A proposta da Thryqenon vai além da simples comercialização de energia renovável. Seu objetivo é construir uma base digital para geração distribuída, redução de emissões e uso colaborativo de energia. À medida que metas de neutralidade de carbono se tornam compromissos regulatórios, critérios como origem comprovada da energia, transparência nos registros e liquidação segura das transações deixam de ser diferenciais e passam a ser requisitos obrigatórios. A plataforma utiliza registro descentralizado em blockchain, correspondência horária de energia limpa e contratos inteligentes para viabilizar uma infraestrutura verificável e auditável.
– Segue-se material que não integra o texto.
//! Domain layer - pure types and logic.

pub mod foundation;
pub mod transfer;
pub mod webhook;
//! Strongly-typed identifier value objects.

use serde::{Deserialize, Serialize};
use std::fmt;
use std::str::FromStr;
use uuid::Uuid;

/// Unique identifier for a transfer, generated locally at creation.
///
/// Random UUIDs make the identifier unpredictable, which is what the
/// provider-facing `reference` field requires.
#[derive(Debug, Clone, Copy, PartialEq, Eq, Hash, Serialize, Deserialize)]
#[serde(transparent)]
pub struct TransferId(Uuid);

impl TransferId {
    /// Creates a new random TransferId.
    pub fn new() -> Self {
        Self(Uuid::new_v4())
    }

    /// Creates a TransferId from an existing UUID.
    pub fn from_uuid(uuid: Uuid) -> Self {
        Self(uuid)
    }

    /// Returns the inner UUID.
    pub fn as_uuid(&self) -> &Uuid {
        &self.0
    }
}

impl Default for TransferId {
    fn default() -> Self {
        Self::new()
    }
}

impl fmt::Display for TransferId {
    fn fmt(&self, f: &mut fmt::Formatter<'_>) -> fmt::Result {
        write!(f, "{}", self.0)
    }
}

impl FromStr for TransferId {
    type Err = uuid::Error;

    fn from_str(s: &str) -> Result<Self, Self::Err> {
        Ok(Self(Uuid::parse_str(s)?))
    }
}

/// Identifier for the business account initiating a transfer.
///
/// Client-supplied; opaque to the gateway apart from being non-empty.
#[derive(Debug, Clone, PartialEq, Eq, Hash, Serialize, Deserialize)]
#[serde(transparent)]
pub struct BusinessUserId(String);

impl BusinessUserId {
    /// Creates a BusinessUserId, rejecting empty or whitespace-only input.
    pub fn new(s: impl Into<String>) -> Option<Self> {
        let s = s.into();
        if s.trim().is_empty() {
            None
        } else {
            Some(Self(s))
        }
    }

    /// Returns the identifier as a string slice.
    pub fn as_str(&self) -> &str {
        &self.0
    }
}

impl fmt::Display for BusinessUserId {
    fn fmt(&self, f: &mut fmt::Formatter<'_>) -> fmt::Result {
        write!(f, "{}", self.0)
    }
}
//! Error taxonomy for transfer operations.

use thiserror::Error;

use crate::domain::foundation::TransferId;

/// Errors surfaced by the transfer lifecycle operations.
///
/// Validation and limit errors are detected before any state mutation.
/// A provider error leaves the local `created` row behind with no
/// compensating rollback.
#[derive(Debug, Clone, Error)]
pub enum TransferError {
    #[error("Field '{field}' is invalid: {reason}")]
    Validation { field: String, reason: String },

    #[error("Amount {amount_cents} cents exceeds the {limit_cents} cent ceiling")]
    LimitExceeded { amount_cents: i64, limit_cents: i64 },

    #[error("Provider call failed: {0}")]
    Provider(String),

    #[error("Transfer {0} not found")]
    NotFound(TransferId),

    #[error("Invalid webhook signature")]
    InvalidSignature,

    #[error("Internal error: {0}")]
    Internal(String),
}

impl TransferError {
    /// Creates a validation error for a specific field.
    pub fn validation(field: impl Into<String>, reason: impl Into<String>) -> Self {
        TransferError::Validation {
            field: field.into(),
            reason: reason.into(),
        }
    }

    /// Creates a provider failure error.
    pub fn provider(message: impl Into<String>) -> Self {
        TransferError::Provider(message.into())
    }

    /// Creates an internal (storage/unexpected) error.
    pub fn internal(message: impl Into<String>) -> Self {
        TransferError::Internal(message.into())
    }
}

#[cfg(test)]
mod tests {
    use super::*;

    #[test]
    fn validation_error_names_the_field() {
        let err = TransferError::validation("recipientEmail", "cannot be empty");
        assert_eq!(
            err.to_string(),
            "Field 'recipientEmail' is invalid: cannot be empty"
        );
    }

    #[test]
    fn limit_error_reports_both_amounts() {
        let err = TransferError::LimitExceeded {
            amount_cents: 2_500_001,
            limit_cents: 2_500_000,
        };
        assert!(err.to_string().contains("2500001"));
        assert!(err.to_string().contains("2500000"));
    }
}
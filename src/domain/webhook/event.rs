//! Provider webhook event envelope.
//!
//! The provider delivers events as `{type, data: {id, status, metadata}}`.
//! Only `metadata.localTransferId` ties an event back to a local transfer;
//! events without it are acknowledged and dropped.

use serde::{Deserialize, Serialize};

use crate::domain::foundation::TransferId;

/// One webhook delivery from the provider.
#[derive(Debug, Clone, Serialize, Deserialize)]
pub struct ProviderEvent {
    /// Provider classification, e.g. `transfer.deposited`.
    #[serde(rename = "type")]
    pub event_type: String,

    pub data: ProviderEventData,
}

/// Payload of a provider event.
#[derive(Debug, Clone, Serialize, Deserialize)]
pub struct ProviderEventData {
    /// Provider transaction id.
    pub id: String,

    /// Raw provider status string; fed to the state machine.
    pub status: String,

    /// Correlation metadata echoed back from the submission.
    #[serde(default)]
    pub metadata: Option<ProviderEventMetadata>,
}

/// Metadata the gateway attached at submission time, echoed by the provider.
#[derive(Debug, Clone, Serialize, Deserialize)]
pub struct ProviderEventMetadata {
    #[serde(rename = "localTransferId")]
    pub local_transfer_id: Option<String>,
}

impl ProviderEvent {
    /// The local transfer this event references, if the metadata carries a
    /// parseable id.
    pub fn local_transfer_id(&self) -> Option<TransferId> {
        self.data
            .metadata
            .as_ref()
            .and_then(|m| m.local_transfer_id.as_deref())
            .and_then(|s| s.parse().ok())
    }
}
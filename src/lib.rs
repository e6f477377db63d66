//! Payout Gateway - Payment transfer gateway.
//!
//! Accepts transfer requests from business clients, forwards them to an
//! external money-movement provider, and reconciles asynchronous status
//! updates delivered via webhook.

pub mod adapters;
pub mod application;
pub mod config;
pub mod domain;
pub mod ports;
//! In-memory adapters for testing and local runs.

mod transfer_store;

pub use transfer_store::InMemoryTransferStore;
//! Payout provider port - the external money-movement service.
//!
//! The provider is a black box reachable over HTTP: it accepts a submission,
//! returns an identifier and a status, and later delivers webhook events.
//! One best-effort call per request; retry policy is out of scope.

use async_trait::async_trait;
use thiserror::Error;

use crate::domain::foundation::{BusinessUserId, TransferId};

/// Errors from the provider call. All of them leave the local transfer in
/// `created` status; the caller surfaces them without retrying.
#[derive(Debug, Clone, Error)]
pub enum ProviderError {
    #[error("Provider request failed: {0}")]
    Network(String),

    #[error("Provider call timed out")]
    Timeout,

    #[error("Provider rejected the submission ({status}): {body}")]
    Api { status: u16, body: String },

    #[error("Provider returned an unreadable response: {0}")]
    InvalidResponse(String),
}

/// One payout submission toward the provider.
#[derive(Debug, Clone)]
pub struct PayoutSubmission {
    /// Local transfer id, forwarded as the provider-side reference and in
    /// metadata so webhooks can be correlated back.
    pub reference: TransferId,

    pub business_user_id: BusinessUserId,
    pub amount_cents: i64,
    pub currency: String,
    pub recipient_email: String,
    pub recipient_name: String,
    pub auto_deposit: bool,

    /// Forwarded as the provider-level `Idempotency-Key` header.
    pub idempotency_key: String,
}

/// The provider's acceptance of a submission.
#[derive(Debug, Clone)]
pub struct PayoutAcceptance {
    /// Provider transaction id.
    pub external_txn_id: String,

    /// Provider-reported status, if any.
    pub status: Option<String>,
}

/// Port for submitting payouts to the external provider.
#[async_trait]
pub trait PayoutProvider: Send + Sync {
    /// Submits a payout. The call carries a bounded timeout; on expiry the
    /// implementation returns `ProviderError::Timeout`.
    async fn submit_payout(
        &self,
        submission: PayoutSubmission,
    ) -> Result<PayoutAcceptance, ProviderError>;
}
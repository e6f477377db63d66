//! Webhook signature verification.
//!
//! The provider signs each webhook body with HMAC-SHA256 over the raw bytes
//! using a shared secret, and sends the hex digest in `X-Webhook-Signature`.

use hmac::{Hmac, Mac};
use sha2::Sha256;
use subtle::ConstantTimeEq;

type HmacSha256 = Hmac<Sha256>;

/// Verifies a hex-encoded HMAC-SHA256 signature over `payload`.
///
/// Comparison is constant-time. Malformed input (bad hex, wrong length) is a
/// verification failure, never an error: the caller only needs accept/reject.
pub fn verify_signature(payload: &[u8], signature_hex: &str, secret: &str) -> bool {
    let provided = match hex::decode(signature_hex.trim()) {
        Ok(bytes) => bytes,
        Err(_) => return false,
    };

    let mut mac =
        HmacSha256::new_from_slice(secret.as_bytes()).expect("HMAC accepts any key length");
    mac.update(payload);
    let expected = mac.finalize().into_bytes();

    constant_time_compare(expected.as_slice(), &provided)
}

/// Constant-time comparison of two byte slices.
fn constant_time_compare(a: &[u8], b: &[u8]) -> bool {
    if a.len() != b.len() {
        return false;
    }
    a.ct_eq(b).into()
}

/// Computes the hex signature for a payload. Test fixture helper.
#[cfg(test)]
pub fn sign_payload(payload: &[u8], secret: &str) -> String {
    let mut mac =
        HmacSha256::new_from_slice(secret.as_bytes()).expect("HMAC accepts any key length");
    mac.update(payload);
    hex::encode(mac.finalize().into_bytes())
}

#[cfg(test)]
mod tests {
    use super::*;
    use proptest::prelude::*;

    const TEST_SECRET: &str = "whsec_test_secret_12345";

    #[test]
    fn valid_signature_verifies() {
        let payload = br#"{"type":"transfer.sent","data":{"id":"txn_1"}}"#;
        let signature = sign_payload(payload, TEST_SECRET);
        assert!(verify_signature(payload, &signature, TEST_SECRET));
    }

    #[test]
    fn tampered_payload_is_rejected() {
        let payload = br#"{"type":"transfer.sent"}"#;
        let signature = sign_payload(payload, TEST_SECRET);
        assert!(!verify_signature(
            br#"{"type":"transfer.deposited"}"#,
            &signature,
            TEST_SECRET
        ));
    }

    #[test]
    fn wrong_secret_is_rejected() {
        let payload = br#"{"type":"transfer.sent"}"#;
        let signature = sign_payload(payload, "some_other_secret");
        assert!(!verify_signature(payload, &signature, TEST_SECRET));
    }

    #[test]
    fn malformed_hex_is_rejected_not_an_error() {
        let payload = b"body";
        assert!(!verify_signature(payload, "not hex at all", TEST_SECRET));
        assert!(!verify_signature(payload, "", TEST_SECRET));
        assert!(!verify_signature(payload, "abc", TEST_SECRET)); // odd length
    }

    #[test]
    fn truncated_signature_is_rejected() {
        let payload = b"body";
        let signature = sign_payload(payload, TEST_SECRET);
        assert!(!verify_signature(payload, &signature[..32], TEST_SECRET));
    }

    #[test]
    fn signature_with_surrounding_whitespace_verifies() {
        let payload = b"body";
        let signature = format!(" {} ", sign_payload(payload, TEST_SECRET));
        assert!(verify_signature(payload, &signature, TEST_SECRET));
    }

    proptest! {
        // Only the exact digest of the exact payload verifies.
        #[test]
        fn rejects_unless_digest_matches(
            payload in proptest::collection::vec(any::<u8>(), 0..256),
            candidate in "[0-9a-f]{0,128}",
        ) {
            let expected = sign_payload(&payload, TEST_SECRET);
            let verified = verify_signature(&payload, &candidate, TEST_SECRET);
            prop_assert_eq!(verified, candidate == expected);
        }

        #[test]
        fn accepts_own_digest(payload in proptest::collection::vec(any::<u8>(), 0..256)) {
            let signature = sign_payload(&payload, TEST_SECRET);
            prop_assert!(verify_signature(&payload, &signature, TEST_SECRET));
        }
    }
}
//! Application layer - one handler per operation.

pub mod handlers;
//! PostgreSQL adapters.

mod transfer_store;

pub use transfer_store::PostgresTransferStore;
A economia verde ainda enfrenta obstáculos importantes. Existe descompasso entre o local e o momento de geração da energia renovável e seu consumo final. A apuração de emissões costuma ocorrer de forma anual, dificultando monitoramento em tempo real. Além disso, a baixa rastreabilidade de dados limita a criação de incentivos eficientes no mercado. A Thryqenon busca enfrentar essas lacunas por meio de uma estrutura digital que integra coleta, validação e liquidação de informações energéticas.

Na arquitetura da plataforma, há conexão direta com medidores inteligentes, inversores solares e dispositivos de monitoramento, permitindo registro detalhado da geração e do consumo. Na camada de transações, o sistema possibilita verificação automatizada e liquidação hora a hora de energia e créditos de carbono, garantindo rastreabilidade. Já na integração do ecossistema, empresas, distribuidoras, comercializadoras e consumidores podem interagir por meio de interfaces abertas, promovendo coordenação entre diferentes agentes do setor elétrico.

O potencial de longo prazo da Thryqenon não está apenas no crescimento de usuários ou no volume de negociações, mas em sua capacidade de se posicionar como infraestrutura de suporte à governança energética e ao mercado de carbono. Com o avanço de normas baseadas em dados e reconhecimento internacional de créditos ambientais, plataformas transparentes e auditáveis tendem a ter papel relevante na transição energética e no financiamento sustentável.